Are the maternal effects coming from just the process of being pregnant or is the exposure to the pups after mothers are pregnant, or is it a combination of both? There is a lot of evidence that just being exposed to pups, in absence of pregnancy can actually be helpful.

Then, being a dad, I want to know what dads can do to be smarter. This is the question I get a lot when I talk about this work. Well, I am not ever going to be a mother, what can I do? It can be dads or any sort of non-mothers. There is evidence that hormone therapy works, that estrogen can help the brain a little bit. Or, what is the role maybe of other environmental enrichment? Is there a way to boost your brain without becoming a mother?

What are you currently working on?

This summer, I am working with an undergraduate here at Longwood University looking at mothers and their relationships with their own pups versus other pups—alien or adopted pups. Previous research has shown that if you put a mother rat in a cage with a pile of rat pups, that mother will be able to go in and identify her pups. She’ll pick them up, gather them and care for them, do the whole maternal process with those pups, but then she will also take care of the other pups. She will care for them, make a nest and keep them warm and feed them.

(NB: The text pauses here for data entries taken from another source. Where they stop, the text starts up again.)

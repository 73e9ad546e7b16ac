//! Client-side query cache.
//!
//! This module provides the `QueryCache` used by every screen to read
//! server-backed collections and to apply optimistic mutations. Values
//! are replaced wholesale per key, never merged field-by-field, so
//! readers always observe a consistent whole value.

pub mod store;

pub use store::{CacheEntry, FetchError, QueryCache, QueryStatus};
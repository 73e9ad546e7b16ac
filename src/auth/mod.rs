//! Authentication module for sessions, credentials and recovery.
//!
//! This module provides:
//! - `Session`: persisted login state (token + logged-in flag)
//! - `CredentialStore`: remembered login credentials via the OS keyring
//! - `RecoveryFlow`: the multi-step forgot-password state machine
//!
//! The session file is read once at startup to pick the initial route.

pub mod credentials;
pub mod recovery;
pub mod session;

pub use credentials::CredentialStore;
pub use recovery::{RecoveryFlow, RecoveryState};
pub use session::{Session, SessionData, StartRoute};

Behavior studies have been done on that, but not any of the underlying neurological processes. This summer, we’ll set up these scenarios: moms with just their pups, moms with just alien pups and then moms with this mixed groups of pups. We will try to find out what if any differences there are in the actual behavior. How quickly are pups retrieved and cared for? Are there differences in the amount of care that their own versus alien pups get? Then we’ll look at the brain regions underneath and say, are there different reactions neurologically in a response to one’s own pups versus another? I notice that as a parent, I am much more interested in looking out for other kids than I was when I wasn’t a father. So, what is going on in the brain there?

One of the things that I find very exciting—we published it last year—was a study showing that mothers actually recover more quickly from a traumatic brain injury. Can we compare non-mom rats with mothers and see if there is a way that we can start getting some of these neural benefits to individuals who for one reason or another aren’t going to have children? Is there a mechanism there, maybe just in terms of enrichment in the environment that could lead to neuro-protective benefits? I think there are a lot of implications for it—from individuals who suffer in car accidents to the NFL. 

Has your research and what you’ve learned affected your relationship with your own mother? 

It has. I have been fortunate; I am close with my mom. My research on this topic coincided quite closely to the birth of my first child. Combining that type of research with my own experience of taking care of my daughter, I have a lot of respect for my mom and what she did taking care of me growing up. I probably still don’t call home enough.